Vice President Jewel Howard-Taylor has claimed that she divorced former President Charles Taylor because of “jealousy.”.
Taylor, whose marriage with the disgraced warlord lasted for about nine years, noted that she had no idea how to cope with the former president’s other wives; and so, she made the “crucial decision to get a divorce”.
According to her she felt lost and had no idea how to cope with her co-wives; and so, she quit.
“After a while, seeing no clear way forward; I made a crucial decision to get a divorce, set my sights on my own dreams, created my own pathway and followed it to the end of my rainbow,” she added.
Speaking as Liberia’s first-ever female vice president, Madam Jewel Howard Taylor shared these revelations in an interview with Michael Adeboboye, president, Congress of African Journalists/CAJ International Magazine Editor-in-Chief. In the interview, which appears to be a precursor to her upcoming memoir, VP Taylor hints that certain details of her relationship with her ex-husband would be discussed in the pending publication.
Charles Taylor was Liberia’s president from 1997 to 2003. Between 1989 and 1997, he led an invasion that ignited a 14-year civil war in Liberia, with ripple effects in neighboring countries, including Sierra Leone. He is serving a 50-year sentence in a British prison after being convicted in 2012 at an international tribunal in The Hague for aiding and abetting war crimes in Sierra Leone. More than 300,000 people are believed to have been killed during the concurrent conflicts in Liberia and Sierra Leone, partially over “blood diamonds”, between 1989 and 2003.

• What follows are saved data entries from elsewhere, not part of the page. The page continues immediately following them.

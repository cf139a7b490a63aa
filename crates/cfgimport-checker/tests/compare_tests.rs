use super::*;
use cfgimport_model::{ClassBuilder, ConstValue, LibraryBuilder};

const CORE: &str = "dart:core";

fn int() -> Type {
    Type::named(CORE, "int")
}

fn double() -> Type {
    Type::named(CORE, "double")
}

fn list(arg: Type) -> Type {
    Type::generic(DeclRef::new(CORE, "List"), vec![arg])
}

/// Two libraries declaring `Point` and `Size` with the given `Point.x` types.
fn program(point_x_a: Type, point_x_b: Type) -> Program {
    let a = LibraryBuilder::new("a.dart")
        .class(ClassBuilder::new("Point").field("x", point_x_a, true))
        .class(ClassBuilder::new("Size"))
        .build();
    let b = LibraryBuilder::new("b.dart")
        .class(ClassBuilder::new("Point").field("x", point_x_b, true))
        .class(ClassBuilder::new("Extent"))
        .build();
    Program::new().with_library(a).with_library(b)
}

fn namespaces(program: &Program) -> (Namespace, Namespace) {
    (
        program.namespace("a.dart").expect("a.dart"),
        program.namespace("b.dart").expect("b.dart"),
    )
}

fn comparator<'a>(
    program: &'a Program,
    a: &'a Namespace,
    b: &'a Namespace,
    phase: Phase,
) -> Comparator<'a> {
    Comparator::new(program, a, b, phase, CheckOptions::default())
}

#[test]
fn void_matches_only_void() {
    let program = Program::new();
    let (a, b) = (Namespace::from_members("a", []), Namespace::from_members("b", []));
    let mut cmp = comparator(&program, &a, &b, Phase::Full);

    assert_eq!(cmp.check_types(&Type::Void, &Type::Void), Ok(()));
    assert_eq!(
        cmp.check_types(&Type::Void, &int()),
        Err(FailureReason::TypeIncompatible {
            interface: "void".into(),
            candidate: "int".into(),
        })
    );
}

#[test]
fn type_arguments_are_compared_pairwise() {
    let program = Program::new();
    let (a, b) = (Namespace::from_members("a", []), Namespace::from_members("b", []));
    let mut cmp = comparator(&program, &a, &b, Phase::Full);

    assert!(cmp.check_types(&list(int()), &list(int())).is_ok());
    assert_eq!(
        cmp.check_types(&list(int()), &list(double())),
        Err(FailureReason::TypeIncompatible {
            interface: "List<int>".into(),
            candidate: "List<double>".into(),
        })
    );
    let raw = Type::named(CORE, "List");
    assert!(cmp.check_types(&list(int()), &raw).is_err());
}

#[test]
fn type_parameters_compare_by_position() {
    let program = Program::new();
    let (a, b) = (Namespace::from_members("a", []), Namespace::from_members("b", []));
    let mut cmp = comparator(&program, &a, &b, Phase::Full);

    // Names are for display; position decides.
    assert!(cmp.check_types(&Type::param(0, "T"), &Type::param(0, "E")).is_ok());
    assert!(cmp.check_types(&Type::param(0, "T"), &Type::param(1, "T")).is_err());
    assert!(cmp.check_types(&Type::param(0, "T"), &int()).is_err());
}

#[test]
fn function_types_compare_return_then_parameters() {
    let program = Program::new();
    let (a, b) = (Namespace::from_members("a", []), Namespace::from_members("b", []));
    let mut cmp = comparator(&program, &a, &b, Phase::Full);

    let f = Type::function(int(), ParamList::new().required(int()));
    let g = Type::function(double(), ParamList::new().required(int()));
    let h = Type::function(int(), ParamList::new().required(double()));

    assert!(cmp.check_types(&f, &f.clone()).is_ok());
    assert!(matches!(
        cmp.check_types(&f, &g),
        Err(FailureReason::TypeIncompatible { .. })
    ));
    assert!(matches!(
        cmp.check_types(&f, &h),
        Err(FailureReason::ParameterListIncompatible {
            detail: ParameterMismatch::Required { index: 0, .. }
        })
    ));
}

#[test]
fn parameter_counts_must_match() {
    let program = Program::new();
    let (a, b) = (Namespace::from_members("a", []), Namespace::from_members("b", []));
    let mut cmp = comparator(&program, &a, &b, Phase::Full);

    let one = ParamList::new().required(int());
    let two = ParamList::new().required(int()).required(int());
    assert_eq!(
        cmp.check_params(&one, &two),
        Err(FailureReason::ParameterListIncompatible {
            detail: ParameterMismatch::RequiredCount {
                interface: 1,
                candidate: 2,
            }
        })
    );

    let optional = ParamList::new().required(int()).optional(int());
    assert_eq!(
        cmp.check_params(&optional, &one),
        Err(FailureReason::ParameterListIncompatible {
            detail: ParameterMismatch::OptionalCount {
                interface: 1,
                candidate: 0,
            }
        })
    );

    // A required parameter is not interchangeable with an optional one.
    let required = ParamList::new().required(int());
    let optional_only = ParamList::new().optional(int());
    assert!(cmp.check_params(&required, &optional_only).is_err());
}

#[test]
fn named_parameters_must_match_by_name() {
    let program = Program::new();
    let (a, b) = (Namespace::from_members("a", []), Namespace::from_members("b", []));
    let mut cmp = comparator(&program, &a, &b, Phase::Full);

    let radix = ParamList::new().named("radix", int(), None);
    let base = ParamList::new().named("base", int(), None);

    assert_eq!(
        cmp.check_params(&radix, &ParamList::new()),
        Err(FailureReason::ParameterListIncompatible {
            detail: ParameterMismatch::NamedMissing {
                name: "radix".into(),
                missing_from: Side::Candidate,
            }
        })
    );
    assert_eq!(
        cmp.check_params(&ParamList::new(), &radix),
        Err(FailureReason::ParameterListIncompatible {
            detail: ParameterMismatch::NamedMissing {
                name: "radix".into(),
                missing_from: Side::Interface,
            }
        })
    );
    assert!(cmp.check_params(&radix, &base).is_err());

    // Declaration order of named parameters is irrelevant.
    let xy = ParamList::new().named("x", int(), None).named("y", double(), None);
    let yx = ParamList::new().named("y", double(), None).named("x", int(), None);
    assert!(cmp.check_params(&xy, &yx).is_ok());
}

#[test]
fn named_parameter_defaults_must_be_identical() {
    let program = Program::new();
    let (a, b) = (Namespace::from_members("a", []), Namespace::from_members("b", []));
    let mut cmp = comparator(&program, &a, &b, Phase::Full);

    let ten = ParamList::new().named("radix", int(), Some(ConstValue::Int(10)));
    let sixteen = ParamList::new().named("radix", int(), Some(ConstValue::Int(16)));
    let none = ParamList::new().named("radix", int(), None);

    assert!(cmp.check_params(&ten, &ten.clone()).is_ok());
    assert_eq!(
        cmp.check_params(&ten, &sixteen),
        Err(FailureReason::ParameterListIncompatible {
            detail: ParameterMismatch::NamedDefault {
                name: "radix".into(),
                interface: Some("10".into()),
                candidate: Some("16".into()),
            }
        })
    );
    assert!(matches!(
        cmp.check_params(&ten, &none),
        Err(FailureReason::ParameterListIncompatible {
            detail: ParameterMismatch::NamedDefault { candidate: None, .. }
        })
    ));

    // Same type and same value, but not the same constant.
    let int_zero = ParamList::new().named("x", double(), Some(ConstValue::Int(0)));
    let double_zero = ParamList::new().named("x", double(), Some(ConstValue::Double(0.0)));
    assert!(cmp.check_params(&int_zero, &double_zero).is_err());

    let nan = ParamList::new().named("x", double(), Some(ConstValue::Double(f64::NAN)));
    assert!(cmp.check_params(&nan, &nan.clone()).is_ok());
}

#[test]
fn type_parameter_lists_compare_in_lockstep() {
    let program = Program::new();
    let (a, b) = (Namespace::from_members("a", []), Namespace::from_members("b", []));
    let mut cmp = comparator(&program, &a, &b, Phase::Full);

    let t = [TypeParam::new("T")];
    let u = [TypeParam::new("U")];
    let t_num = [TypeParam::bounded("T", Type::named(CORE, "num"))];
    let t_int = [TypeParam::bounded("T", int())];

    // Names do not matter, only positions and bounds.
    assert!(cmp.check_type_params(&t, &u).is_ok());
    assert_eq!(
        cmp.check_type_params(&t, &[]),
        Err(FailureReason::TypeParameterListIncompatible {
            detail: TypeParameterMismatch::Count {
                interface: 1,
                candidate: 0,
            }
        })
    );
    assert_eq!(
        cmp.check_type_params(&t, &t_num),
        Err(FailureReason::TypeParameterListIncompatible {
            detail: TypeParameterMismatch::BoundPresence {
                index: 0,
                interface: false,
                candidate: true,
            }
        })
    );
    assert!(matches!(
        cmp.check_type_params(&t_num, &t_int),
        Err(FailureReason::TypeParameterListIncompatible {
            detail: TypeParameterMismatch::Bound { index: 0, .. }
        })
    ));
}

#[test]
fn same_name_declarations_are_compared_structurally() {
    let program = program(int(), int());
    let (a, b) = namespaces(&program);
    let mut cmp = comparator(&program, &a, &b, Phase::Full);

    let point_a = Type::named("a.dart", "Point");
    let point_b = Type::named("b.dart", "Point");
    assert!(cmp.check_types(&point_a, &point_b).is_ok());

    let pair = (DeclRef::new("a.dart", "Point"), DeclRef::new("b.dart", "Point"));
    assert_eq!(cmp.cached(&pair), Some(true));
    assert_eq!(cmp.stats.pairs_entered, 1);

    // Second query is answered from the table.
    assert!(cmp.check_types(&point_a, &point_b).is_ok());
    assert_eq!(cmp.stats.pairs_entered, 1);
    assert_eq!(cmp.stats.cache_hits, 1);
}

#[test]
fn same_name_declarations_with_different_shapes_fail() {
    let program = program(int(), double());
    let (a, b) = namespaces(&program);
    let mut cmp = comparator(&program, &a, &b, Phase::Full);

    let result = cmp.check_types(&Type::named("a.dart", "Point"), &Type::named("b.dart", "Point"));
    assert_eq!(
        result,
        Err(FailureReason::TypeIncompatible {
            interface: "Point".into(),
            candidate: "Point".into(),
        })
    );
    let pair = (DeclRef::new("a.dart", "Point"), DeclRef::new("b.dart", "Point"));
    assert_eq!(cmp.cached(&pair), Some(false));
}

#[test]
fn differently_named_declarations_never_match() {
    let program = program(int(), int());
    let (a, b) = namespaces(&program);
    let mut cmp = comparator(&program, &a, &b, Phase::Full);

    let size = Type::named("a.dart", "Size");
    let extent = Type::named("b.dart", "Extent");
    assert!(cmp.check_types(&size, &extent).is_err());
    assert_eq!(cmp.stats.pairs_entered, 0);
}

#[test]
fn functions_only_requires_identical_declarations() {
    let program = program(int(), int());
    let (a, b) = namespaces(&program);
    let mut cmp = comparator(&program, &a, &b, Phase::FunctionsOnly);

    assert!(cmp
        .check_types(&Type::named("a.dart", "Point"), &Type::named("b.dart", "Point"))
        .is_err());
    assert!(cmp
        .check_types(&Type::named("a.dart", "Point"), &Type::named("a.dart", "Point"))
        .is_ok());
    assert_eq!(cmp.stats.pairs_entered, 0);
}

#[test]
fn declarations_outside_either_namespace_must_be_identical() {
    let program = program(int(), int());
    let (a, b) = namespaces(&program);
    let mut cmp = comparator(&program, &a, &b, Phase::Full);

    // `Point` from c.dart is not visible in a.dart's namespace.
    let hidden = Type::named("c.dart", "Point");
    assert!(cmp.check_types(&hidden, &Type::named("b.dart", "Point")).is_err());
}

VP Taylor was the third wife of President Taylor, and they have a son. Mr. Taylor is the first Liberian to be convicted for war crimes since the end of the 14 years civil war in 2003. Through his National Patriotic Front of Liberia (NPFL), one of the most notorious warring factions during the war, Taylor fought relentlessly until hostilities ceased in 1997, when Liberians overwhelmingly voted for him to become president, as they marched through the streets of Monrovia, chanting: “You killed my ma, you killed my pa, I will vote for you.”
Mr. Taylor was sworn in on August 2, 1997, as President of Liberia after elections that were part of a peace agreement.
According to VP Howard Taylor, when she met him, he was neither a warlord nor an evil genius. “As I look at the different sides of the man Charles Ghankay Taylor, let me say that on the one side he was charismatic, a dependable father, a loyal friend and a caring leader, among others.”
Before becoming vice president, VP Taylor was senior senator for Bong County, the province from which her ex-husband based his NPFL faction and controlled much of the Liberian interior during the civil war. After the war, she ran for senate as a member of ex-President Taylor’s National Patriotic Party (NPP).
Since his conviction, she has played a prominent role in the party, spurring debates over why she would be heading his party or even still bearing his last name after she had divorced him.
“To those who feel I am using this name for fame or favor, [they] need to look at both sides of the coin. The first angle is that I am a known female politician. If I were to change my name, what would happen to the legacy that I have, by the grace of God, painstakingly built over the many years,” she asked.
According to her, she would become unknown and would have to keep giving one explanation after another in order to prove that she was not ‘fake’. “Since I have built a brand name, JEWEL HOWARD TAYLOR, it’s easier to recognize who I am at all levels. For once you hear the name – Jewel Howard Taylor, you know that I am the original and that there is no duplicate. For though there are many Mrs. Taylors (fake and real), I am thankfully the only Jewel Howard Taylor. The other angle is the perspective that I am riding his horse of political strength.”
She added that though she has gone through tough times, she is grateful for the many contributions she has made in the lives of many women in Liberia and the world.
“For though there are many Mrs. Taylors (fake and real), I am thankfully the only Jewel Howard Taylor. The other angle is the perspective that I am riding his horse of political strength. The true answer is in the fact that, [if] you look at how God has given me the grace to go from one level to another, you will see that I have charted my own path and I am walking on my own road. I could have just gone from being First Lady to NO LADY. I decided that there was more to give my nation; I braved the storm and heeded my CALL TO SERVICE.”
In 2017, Jewel was chosen by George Weah as his running mate on the ticket of the newly formed Coalition for Democratic Change (CDC), a tripartite body comprising the Congress for Democratic Change, the National Patriotic Party and the Liberian People Democratic Party. Following a run-off in late 2017, she became the first female Vice President of Liberia when the Coalition won the elections.
VP Taylor did not say when her memoir is expected to be published. Yet, in the interview with CAJ’s Adeboye, she took great efforts to excuse herself from her ex-husband’s warmongering, while sharing glimpses of her perspective on finding her voice in the male-dominated world of Liberian politics, at the same time opting out of her husband’s inner circle due to her experiences of “confusion, anguish and inner pain”.